use std::{collections::HashMap, sync::Arc, time::Instant};

use chrono::Utc;
use tracing::{debug, warn};

use crate::{
    clients::{database::DatabaseClient, rbmq::RabbitMqClient},
    models::health::{HealthCheckResponse, HealthStatus, ServiceHealth},
};

pub struct HealthChecker {
    rabbitmq: Arc<RabbitMqClient>,
    users_db: Arc<DatabaseClient>,
    reimbursements_db: Arc<DatabaseClient>,
}

impl HealthChecker {
    pub fn new(
        rabbitmq: Arc<RabbitMqClient>,
        users_db: Arc<DatabaseClient>,
        reimbursements_db: Arc<DatabaseClient>,
    ) -> Self {
        Self {
            rabbitmq,
            users_db,
            reimbursements_db,
        }
    }

    pub async fn check_all(&self) -> HealthCheckResponse {
        let mut checks = HashMap::new();

        checks.insert("message_broker".to_string(), self.check_rabbitmq());

        let users_health = Self::check_database(&self.users_db).await;
        checks.insert("users_database".to_string(), users_health);

        let reimbursements_health = Self::check_database(&self.reimbursements_db)
            .await
            .non_critical();
        checks.insert("reimbursements_database".to_string(), reimbursements_health);

        HealthCheckResponse {
            status: determine_overall_status(&checks),
            timestamp: Utc::now(),
            checks,
        }
    }

    fn check_rabbitmq(&self) -> ServiceHealth {
        if self.rabbitmq.is_connected() {
            debug!("RabbitMQ health check passed");
            ServiceHealth::up()
        } else {
            warn!("RabbitMQ connection lost");
            ServiceHealth::unhealthy("Connection lost".to_string())
        }
    }

    async fn check_database(client: &DatabaseClient) -> ServiceHealth {
        let start = Instant::now();

        match client.health_check().await {
            Ok(_) => {
                let elapsed = start.elapsed().as_millis() as u64;
                debug!(
                    database = client.name(),
                    response_time_ms = elapsed,
                    "Database health check passed"
                );
                ServiceHealth::healthy(elapsed)
            }
            Err(e) => {
                warn!(database = client.name(), error = %e, "Database health check failed");
                ServiceHealth::unhealthy(e.to_string())
            }
        }
    }
}

pub fn determine_overall_status(checks: &HashMap<String, ServiceHealth>) -> HealthStatus {
    let has_unhealthy = checks
        .values()
        .any(|health| health.status == HealthStatus::Unhealthy);

    let has_degraded = checks
        .values()
        .any(|health| health.status == HealthStatus::Degraded);

    if has_unhealthy {
        HealthStatus::Unhealthy
    } else if has_degraded {
        HealthStatus::Degraded
    } else {
        HealthStatus::Healthy
    }
}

◆ ◆ ◆ ◆ ◆

▶ WHAT TO DO: Each entry above must be retyped exactly.

▶ EXPECTED ANSWER:
use std::{collections::HashMap, sync::Arc, time::Instant};

use chrono::Utc;
use tracing::{debug, warn};

use crate::{
    clients::{database::DatabaseClient, rbmq::RabbitMqClient},
    models::health::{HealthCheckResponse, HealthStatus, ServiceHealth},
};

pub struct HealthChecker {
    rabbitmq: Arc<RabbitMqClient>,
    users_db: Arc<DatabaseClient>,
    reimbursements_db: Arc<DatabaseClient>,
}

impl HealthChecker {
    pub fn new(
        rabbitmq: Arc<RabbitMqClient>,
        users_db: Arc<DatabaseClient>,
        reimbursements_db: Arc<DatabaseClient>,
    ) -> Self {
        Self {
            rabbitmq,
            users_db,
            reimbursements_db,
        }
    }

    pub async fn check_all(&self) -> HealthCheckResponse {
        let mut checks = HashMap::new();

        checks.insert("message_broker".to_string(), self.check_rabbitmq());

        let users_health = Self::check_database(&self.users_db).await;
        checks.insert("users_database".to_string(), users_health);

        let reimbursements_health = Self::check_database(&self.reimbursements_db)
            .await
            .non_critical();
        checks.insert("reimbursements_database".to_string(), reimbursements_health);

        HealthCheckResponse {
            status: determine_overall_status(&checks),
            timestamp: Utc::now(),
            checks,
        }
    }

    fn check_rabbitmq(&self) -> ServiceHealth {
        if self.rabbitmq.is_connected() {
            debug!("RabbitMQ health check passed");
            ServiceHealth::up()
        } else {
            warn!("RabbitMQ connection lost");
            ServiceHealth::unhealthy("Connection lost".to_string())
        }
    }

    async fn check_database(client: &DatabaseClient) -> ServiceHealth {
        let start = Instant::now();

        match client.health_check().await {
            Ok(_) => {
                let elapsed = start.elapsed().as_millis() as u64;
                debug!(
                    database = client.name(),
                    response_time_ms = elapsed,
                    "Database health check passed"
                );
                ServiceHealth::healthy(elapsed)
            }
            Err(e) => {
                warn!(database = client.name(), error = %e, "Database health check failed");
                ServiceHealth::unhealthy(e.to_string())
            }
        }
    }
}

pub fn determine_overall_status(checks: &HashMap<String, ServiceHealth>) -> HealthStatus {
    let has_unhealthy = checks
        .values()
        .any(|health| health.status == HealthStatus::Unhealthy);

    let has_degraded = checks
        .values()
        .any(|health| health.status == HealthStatus::Degraded);

    if has_unhealthy {
        HealthStatus::Unhealthy
    } else if has_degraded {
        HealthStatus::Degraded
    } else {
        HealthStatus::Healthy
    }
}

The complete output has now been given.